The three biggest challenges public schools face, in my opinion, are security, sustainability, and emotional well-being. There is considerable overlap among these issues. We, as parents, live in a different world than the one in which our parents raised us. We need to identify and address security issues in the facilities used by the school district. To do this, we need to continually assess the weak points in our procedures and follow the advice of experts in the field. This will require in-depth analysis of the school budget to ensure we are secure both physically and financially not only today, but for years to come. Through communicating with students, parents, staff about the improvements made, having the proper support systems in place, and educating students and parents on digital citizenship and community, we can help students focus on learning.
Our district does a great job educating our students about their rights and duties as citizens of the United States of America. My children have been fortunate to have very engaging teachers who have brought many of the issues facing Americans as citizens to the floor of their classrooms. From the first day of class, when they created a Students Bill of Rights, and throughout their social studies courses, they are encouraged to discuss and debate topics with which our leaders in government have grappled. As Board of Education members, we must ensure that our schools continue to be a safe space in which our teachers can challenge our children to engage in the open discussion of these issues.
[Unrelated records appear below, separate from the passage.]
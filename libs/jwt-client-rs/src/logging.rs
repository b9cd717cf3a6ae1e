use serde::Serialize;

use crate::metrics::RequestLabels;
use crate::transport::TransportError;

/// Which stage of a call failed: one attempt, or the call as a whole.
#[derive(Debug, Clone, Copy, PartialEq, Eq)]
pub enum ErrorScope {
    Client,
    Api,
}

impl ErrorScope {
    fn tag(&self) -> &'static str {
        match self {
            Self::Client => "client",
            Self::Api => "API",
        }
    }

    pub fn log_name(&self) -> &'static str {
        match self {
            Self::Client => "jwt_client_request_error",
            Self::Api => "jwt_API_request_error",
        }
    }
}

/// Structured part of a request error log line.
#[derive(Debug, Serialize)]
pub struct RequestErrorLog<'a> {
    pub name: &'static str,
    pub client_name: &'a str,
    pub url: &'a str,
    pub base_url: &'a str,
    pub method: &'a str,
    pub error: &'a TransportError,
}

pub trait RequestLogger: Send + Sync {
    fn error(&self, entry: &RequestErrorLog<'_>, message: &str);
}

/// Emits request errors as `tracing` events.
#[derive(Debug, Clone, Copy, Default)]
pub struct TracingLogger;

impl RequestLogger for TracingLogger {
    fn error(&self, entry: &RequestErrorLog<'_>, message: &str) {
        tracing::error!(
            log_name = entry.name,
            client_name = entry.client_name,
            url = entry.url,
            base_url = entry.base_url,
            method = entry.method,
            error = %serde_json::to_string(entry.error).unwrap_or_default(),
            "{}",
            message
        );
    }
}

pub(crate) fn log_request_error(
    logger: &dyn RequestLogger,
    scope: ErrorScope,
    labels: &RequestLabels,
    error: &TransportError,
) {
    let entry = RequestErrorLog {
        name: scope.log_name(),
        client_name: &labels.client_name,
        url: &labels.url,
        base_url: &labels.base_url,
        method: &labels.method,
        error,
    };
    logger.error(&entry, &format_message(scope, labels, error));
}

fn format_message(scope: ErrorScope, labels: &RequestLabels, error: &TransportError) -> String {
    let details = match (&error.error, &error.body) {
        (Some(info), _) => serde_json::to_string(info).unwrap_or_default(),
        (None, Some(body)) => serde_json::to_string(body).unwrap_or_default(),
        (None, None) => String::new(),
    };

    format!(
        "JWT {} request error: {}: {} {}{} - {} - {} - {} - {} - {}",
        scope.tag(),
        labels.client_name,
        labels.method.to_uppercase(),
        labels.base_url,
        labels.url,
        error.name.as_deref().unwrap_or_default(),
        error.code.as_deref().unwrap_or_default(),
        error
            .status_code
            .map(|s| s.to_string())
            .unwrap_or_default(),
        error.status_message.as_deref().unwrap_or_default(),
        details
    )
}
//! Request dispatch: one authenticated call with retries, timers and logging.

use jwt_client_types::PathContext;
use serde::Serialize;
use serde_json::{Map, Value};

use crate::client::JwtClient;
use crate::error::{ErrorKind, RequestFailure};
use crate::logging::{ErrorScope, RequestLogger, log_request_error};
use crate::metrics::{Metrics, RequestLabels, ResponseLabels, Timer};
use crate::options::{SendOptions, TransportOptions};
use crate::transport::{ErrorInfo, Method, RequestHooks, TransportError, TransportResponse};

/// Arguments of one call.
#[derive(Debug, Clone, Default)]
pub struct SendArgs {
    /// Endpoint template, e.g. `/users/:id`
    pub url: String,
    pub context: PathContext,
    pub payload: Map<String, Value>,
    pub send_options: SendOptions,
}

impl SendArgs {
    pub fn new(url: impl Into<String>) -> Self {
        Self {
            url: url.into(),
            ..Default::default()
        }
    }

    pub fn context(mut self, context: PathContext) -> Self {
        self.context = context;
        self
    }

    /// Adds one path parameter.
    pub fn param(mut self, name: impl Into<String>, value: impl Into<String>) -> Self {
        self.context.insert(name.into(), value.into());
        self
    }

    pub fn payload(mut self, payload: Map<String, Value>) -> Self {
        self.payload = payload;
        self
    }

    /// Serializes `payload` into the call's payload.
    ///
    /// Values that do not serialize to a JSON object are ignored.
    pub fn payload_from<T: Serialize>(mut self, payload: &T) -> Self {
        if let Ok(Value::Object(map)) = serde_json::to_value(payload) {
            self.payload = map;
        }
        self
    }

    pub fn send_options(mut self, send_options: SendOptions) -> Self {
        self.send_options = send_options;
        self
    }
}

// ============================================================================
// Attempt listener
// ============================================================================

/// Per-attempt timing and logging, driven by the transport.
///
/// The attempt timer is stopped on every response, on a retry decision and
/// on terminal failure; whichever comes first records the outcome.
struct AttemptListener<'a> {
    labels: &'a RequestLabels,
    metrics: &'a dyn Metrics,
    logger: Option<&'a dyn RequestLogger>,
    timer: Option<Timer>,
}

impl<'a> AttemptListener<'a> {
    fn new(
        labels: &'a RequestLabels,
        metrics: &'a dyn Metrics,
        logger: Option<&'a dyn RequestLogger>,
    ) -> Self {
        Self {
            labels,
            metrics,
            logger,
            timer: None,
        }
    }

    fn start(&mut self) {
        self.timer = Some(Timer::start(self.metrics, self.labels));
    }

    fn stop(&mut self, outcome: &ResponseLabels) {
        if let Some(mut timer) = self.timer.take() {
            timer.stop(outcome);
        }
    }

    fn log(&self, error: &TransportError) {
        if let Some(logger) = self.logger {
            log_request_error(logger, ErrorScope::Client, self.labels, error);
        }
    }
}

impl RequestHooks for AttemptListener<'_> {
    fn before_request(&mut self) {
        self.start();
    }

    fn before_retry(&mut self, error: &TransportError, retry_count: u32) {
        self.stop(&ResponseLabels::from_error(error));
        tracing::debug!(
            client_name = %self.labels.client_name,
            url = %self.labels.url,
            retry_count,
            error = %error,
            "Retrying request"
        );
        self.log(error);
        self.start();
    }

    fn after_response(&mut self, response: &mut TransportResponse) {
        if response.status_code >= 400 {
            if response.has_blank_body() {
                response.body = "{}".to_string();
            }
            self.log(&TransportError::from_response(response.clone()));
        }
        self.stop(&ResponseLabels::from_response(response));
    }

    fn on_error(&mut self, error: &TransportError) {
        self.stop(&ResponseLabels::from_error(error));
        tracing::warn!(
            client_name = %self.labels.client_name,
            url = %self.labels.url,
            error = %error,
            "Request failed"
        );
    }
}

// ============================================================================
// Pipeline
// ============================================================================

impl<K: ErrorKind> JwtClient<K> {
    /// Perform one authenticated call and return its JSON body.
    ///
    /// GET calls carry the payload as the `payload` query parameter, other
    /// methods as the JSON body. A blank response body yields `{}`.
    ///
    /// # Errors
    /// Every failure is returned as this client's error kind, classified by
    /// [`JwtClient::handle_request_error`].
    pub async fn send(
        &self,
        method: Method,
        args: SendArgs,
        logger: Option<&dyn RequestLogger>,
    ) -> Result<Value, K::Error> {
        let SendArgs {
            url,
            context,
            payload,
            send_options,
        } = args;

        let request =
            self.create_request_options(&url, &context, &payload, method == Method::Get)?;
        let options = TransportOptions::merge(send_options, request);

        let labels = RequestLabels {
            client_name: self.config.service_slug.clone(),
            base_url: self.config.service_url.clone(),
            url,
            method: method.as_str().to_string(),
        };

        let mut api_timer = Timer::start(self.api_metrics.as_ref(), &labels);
        let mut listener = AttemptListener::new(&labels, self.request_metrics.as_ref(), logger);

        let result = self.transport.perform(method, options, &mut listener).await;
        drop(listener);

        // an unparseable body fails the call like a transport error
        let parsed = result.and_then(|response| {
            let body = parse_body(&response)?;
            Ok((response, body))
        });

        let error = match parsed {
            Ok((response, body)) => {
                api_timer.stop(&ResponseLabels::from_response(&response));
                return Ok(body);
            }
            Err(error) if is_benign_empty(&error) => {
                api_timer.stop(&ResponseLabels::from_error(&error));
                return Ok(Value::Object(Map::new()));
            }
            Err(error) => error,
        };

        api_timer.stop(&ResponseLabels::from_error(&error));
        if let Some(logger) = logger {
            log_request_error(logger, ErrorScope::Api, &labels, &error);
        }
        Err(self.handle_request_error(RequestFailure::Transport(error)))
    }

    pub async fn send_get(
        &self,
        args: SendArgs,
        logger: Option<&dyn RequestLogger>,
    ) -> Result<Value, K::Error> {
        self.send(Method::Get, args, logger).await
    }

    pub async fn send_post(
        &self,
        args: SendArgs,
        logger: Option<&dyn RequestLogger>,
    ) -> Result<Value, K::Error> {
        self.send(Method::Post, args, logger).await
    }

    pub async fn send_put(
        &self,
        args: SendArgs,
        logger: Option<&dyn RequestLogger>,
    ) -> Result<Value, K::Error> {
        self.send(Method::Put, args, logger).await
    }

    pub async fn send_patch(
        &self,
        args: SendArgs,
        logger: Option<&dyn RequestLogger>,
    ) -> Result<Value, K::Error> {
        self.send(Method::Patch, args, logger).await
    }

    pub async fn send_delete(
        &self,
        args: SendArgs,
        logger: Option<&dyn RequestLogger>,
    ) -> Result<Value, K::Error> {
        self.send(Method::Delete, args, logger).await
    }
}

/// Blank bodies become `{}`; anything else must be JSON.
fn parse_body(response: &TransportResponse) -> Result<Value, TransportError> {
    if response.has_blank_body() {
        return Ok(Value::Object(Map::new()));
    }

    serde_json::from_str(&response.body).map_err(|e| {
        tracing::warn!(
            status_code = response.status_code,
            error = %e,
            "Response body is not valid JSON"
        );
        TransportError {
            name: Some("ParseError".to_string()),
            error: Some(ErrorInfo::default()),
            response: Some(response.clone()),
            ..Default::default()
        }
    })
}

/// A failure raised over a successful response with nothing in it.
fn is_benign_empty(error: &TransportError) -> bool {
    error
        .response
        .as_ref()
        .is_some_and(|r| r.status_code < 300 && r.has_blank_body())
}
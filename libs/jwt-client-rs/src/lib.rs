//! Base client for JWT-authenticated calls between internal services.
//!
//! Every call is signed with a short-lived HS256 access token that binds a
//! checksum of its payload, so the receiving service can verify both origin
//! and integrity.
//!
//! # Features
//!
//! - **Request dispatch** - `send_get`/`send_post`/... with retries, per-call and per-attempt timers
//! - **Error classification** - Transport and upstream failures normalized into one `{code, message}` error
//! - **Identity sealing** - AES-256-CTR encryption of user identities under the service secret
//! - **Composition** - `ExtendedClient` wraps the base client with service-specific data
//!
//! # Example
//!
//! ```rust,ignore
//! use jwt_client::{ClientConfig, JwtClient, SendArgs, TracingLogger};
//!
//! let client = JwtClient::new(ClientConfig::from_env())?;
//!
//! let user = client
//!     .send_get(SendArgs::new("/users/:id").param("id", "42"), Some(&TracingLogger))
//!     .await?;
//! ```

mod classify;
mod client;
mod config;
mod dispatch;
mod error;
mod logging;
mod metrics;
mod options;
mod reqwest_transport;
mod retry;
mod transport;

#[cfg(test)]
pub mod test_utils;

pub use classify::{classify_by_message, normalize};
pub use client::{ExtendedClient, JwtClient, UserIdAndToken};
pub use config::ClientConfig;
pub use dispatch::SendArgs;
pub use error::{DefaultErrorKind, ErrorKind, JwtClientError, RequestFailure};
pub use logging::{ErrorScope, RequestErrorLog, RequestLogger, TracingLogger};
pub use metrics::{Metrics, NoopMetrics, RequestLabels, ResponseLabels, StopTimer, noop_metrics};
pub use options::{ACCESS_TOKEN_HEADER, AccessHeaders, RequestOptions, SearchParams, SendOptions, TransportOptions};
pub use reqwest_transport::{
    DEFAULT_CONNECT_TIMEOUT, DEFAULT_REQUEST_TIMEOUT, ReqwestTransport, try_build_client,
};
pub use retry::RetryPolicy;
pub use transport::{ErrorInfo, Method, RequestHooks, Transport, TransportError, TransportResponse};

// Re-export shared types for convenience
pub use jwt_client_types::{
    AccessTokenClaims, CipherError, ErrorCode, PathContext, TokenError, payload_checksum,
};
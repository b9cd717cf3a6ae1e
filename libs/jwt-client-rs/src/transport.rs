//! Contract between the dispatch pipeline and the HTTP transport.

use async_trait::async_trait;
use jwt_client_types::ErrorCode;
use serde::Serialize;
use serde_json::Value;

use crate::options::TransportOptions;

#[derive(Debug, Clone, Copy, PartialEq, Eq, Hash, Serialize)]
#[serde(rename_all = "lowercase")]
pub enum Method {
    Get,
    Post,
    Put,
    Patch,
    Delete,
    Head,
    Options,
}

impl Method {
    pub fn as_str(&self) -> &'static str {
        match self {
            Self::Get => "get",
            Self::Post => "post",
            Self::Put => "put",
            Self::Patch => "patch",
            Self::Delete => "delete",
            Self::Head => "head",
            Self::Options => "options",
        }
    }
}

impl std::fmt::Display for Method {
    fn fmt(&self, f: &mut std::fmt::Formatter<'_>) -> std::fmt::Result {
        f.write_str(self.as_str())
    }
}

impl From<Method> for reqwest::Method {
    fn from(method: Method) -> Self {
        match method {
            Method::Get => reqwest::Method::GET,
            Method::Post => reqwest::Method::POST,
            Method::Put => reqwest::Method::PUT,
            Method::Patch => reqwest::Method::PATCH,
            Method::Delete => reqwest::Method::DELETE,
            Method::Head => reqwest::Method::HEAD,
            Method::Options => reqwest::Method::OPTIONS,
        }
    }
}

/// A response as received, body unparsed.
#[derive(Debug, Clone, PartialEq, Eq, Serialize)]
#[serde(rename_all = "camelCase")]
pub struct TransportResponse {
    pub status_code: u16,
    #[serde(skip_serializing_if = "Option::is_none")]
    pub status_message: Option<String>,
    pub body: String,
}

impl TransportResponse {
    pub fn new(status_code: u16, body: impl Into<String>) -> Self {
        Self {
            status_code,
            status_message: None,
            body: body.into(),
        }
    }

    pub fn with_status_message(mut self, message: impl Into<String>) -> Self {
        self.status_message = Some(message.into());
        self
    }

    pub fn has_blank_body(&self) -> bool {
        self.body.trim().is_empty()
    }
}

/// Application-level error details, either from the network stack or from
/// an upstream's error body.
#[derive(Debug, Clone, Default, PartialEq, Eq, Serialize)]
pub struct ErrorInfo {
    #[serde(skip_serializing_if = "Option::is_none")]
    pub name: Option<String>,
    #[serde(skip_serializing_if = "Option::is_none")]
    pub code: Option<ErrorCode>,
}

impl ErrorInfo {
    pub fn with_code(code: impl Into<ErrorCode>) -> Self {
        Self {
            name: None,
            code: Some(code.into()),
        }
    }

    /// Reads `name`/`code` out of a JSON object body.
    pub fn from_object(body: &serde_json::Map<String, Value>) -> Self {
        Self {
            name: body.get("name").and_then(Value::as_str).map(str::to_string),
            code: body.get("code").and_then(ErrorCode::from_json),
        }
    }
}

/// Failure reported by a transport.
///
/// Transports fill in whatever subset they know: HTTP failures carry a
/// status, network failures only a code, and upstreams may wrap either in a
/// `body`/`error` object of their own.
#[derive(Debug, Clone, Default, PartialEq, Serialize)]
#[serde(rename_all = "camelCase")]
pub struct TransportError {
    #[serde(skip_serializing_if = "Option::is_none")]
    pub name: Option<String>,
    #[serde(skip_serializing_if = "Option::is_none")]
    pub status_code: Option<u16>,
    #[serde(skip_serializing_if = "Option::is_none")]
    pub status_message: Option<String>,
    #[serde(skip_serializing_if = "Option::is_none")]
    pub body: Option<Value>,
    #[serde(skip_serializing_if = "Option::is_none")]
    pub error: Option<ErrorInfo>,
    #[serde(skip_serializing_if = "Option::is_none")]
    pub code: Option<String>,
    #[serde(skip)]
    pub response: Option<TransportResponse>,
}

impl TransportError {
    /// Network-level failure identified only by a code like `ECONNREFUSED`.
    pub fn network(name: &str, code: &str) -> Self {
        Self {
            name: Some(name.to_string()),
            error: Some(ErrorInfo::with_code(code)),
            code: Some(code.to_string()),
            ..Default::default()
        }
    }

    /// Non-2xx response turned into an error.
    pub fn from_response(response: TransportResponse) -> Self {
        let body = serde_json::from_str::<Value>(&response.body)
            .unwrap_or_else(|_| Value::String(response.body.clone()));
        Self {
            name: Some("HTTPError".to_string()),
            status_code: Some(response.status_code),
            status_message: response.status_message.clone(),
            body: Some(body),
            response: Some(response),
            ..Default::default()
        }
    }

    /// Status code of the error or of its attached response.
    pub fn effective_status(&self) -> Option<u16> {
        self.status_code
            .or_else(|| self.response.as_ref().map(|r| r.status_code))
    }

    /// The transport-level code, falling back to `error.code`.
    pub fn effective_code(&self) -> Option<String> {
        self.code.clone().or_else(|| {
            self.error
                .as_ref()
                .and_then(|e| e.code.as_ref())
                .map(ToString::to_string)
        })
    }
}

impl std::fmt::Display for TransportError {
    fn fmt(&self, f: &mut std::fmt::Formatter<'_>) -> std::fmt::Result {
        write!(
            f,
            "{} (status: {}, code: {})",
            self.name.as_deref().unwrap_or("TransportError"),
            self.effective_status()
                .map(|s| s.to_string())
                .unwrap_or_default(),
            self.effective_code().unwrap_or_default()
        )
    }
}

impl std::error::Error for TransportError {}

/// Lifecycle listener a transport drives while performing one call.
///
/// Call order: `before_request` once, then per attempt `after_response` for
/// every received response, `before_retry` right before a retried attempt is
/// sent, and `on_error` once when the call ends in failure.
pub trait RequestHooks: Send {
    fn before_request(&mut self);

    fn before_retry(&mut self, error: &TransportError, retry_count: u32);

    /// May rewrite the response (e.g. normalize its body) before the
    /// transport inspects it.
    fn after_response(&mut self, response: &mut TransportResponse);

    fn on_error(&mut self, error: &TransportError);
}

/// Performs the socket I/O and owns the retry loop.
#[async_trait]
pub trait Transport: Send + Sync {
    async fn perform(
        &self,
        method: Method,
        options: TransportOptions,
        hooks: &mut dyn RequestHooks,
    ) -> Result<TransportResponse, TransportError>;
}
use env_helpers::get_env_default;
use secrecy::SecretString;

/// Connection settings of one upstream service.
#[derive(Debug, Clone)]
pub struct ClientConfig {
    /// Symmetric key for user identity payloads shared between services
    pub service_secret: SecretString,

    /// HMAC key used to sign per-request access tokens
    pub service_token: SecretString,

    /// Short name of the called service, used as `client_name` in labels
    pub service_slug: String,

    /// Base URL every endpoint path is appended to (e.g. "http://users:3000")
    pub service_url: String,
}

impl ClientConfig {
    pub fn new(
        service_secret: impl Into<String>,
        service_token: impl Into<String>,
        service_slug: impl Into<String>,
        service_url: impl Into<String>,
    ) -> Self {
        Self {
            service_secret: SecretString::from(service_secret.into()),
            service_token: SecretString::from(service_token.into()),
            service_slug: service_slug.into(),
            service_url: service_url.into(),
        }
    }

    /// Reads the `JWT_CLIENT_SERVICE_*` variables.
    ///
    /// Missing variables become empty strings so the client constructor can
    /// report them as `ENO*` configuration errors.
    pub fn from_env() -> Self {
        let service_secret: String = get_env_default("JWT_CLIENT_SERVICE_SECRET", String::new());
        let service_token: String = get_env_default("JWT_CLIENT_SERVICE_TOKEN", String::new());
        let service_slug: String = get_env_default("JWT_CLIENT_SERVICE_SLUG", String::new());
        let service_url: String = get_env_default("JWT_CLIENT_SERVICE_URL", String::new());

        Self::new(service_secret, service_token, service_slug, service_url)
    }
}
The security of our children, both physically and emotionally, is of the utmost importance. We must identity and address weaknesses in the many facilities maintained by the school district through physical improvements and the implementation of best practices in the field of school security. Our district has done a good job not only increasing the security presence among the schools, but doing so in a manner that has made the students feel secure but not threatened. As our security measures are enhanced, an eye must be kept on making sure students feel they are in an environment that promotes learning and growth, not a stifling environment where children are forced to mature at an unnatural pace.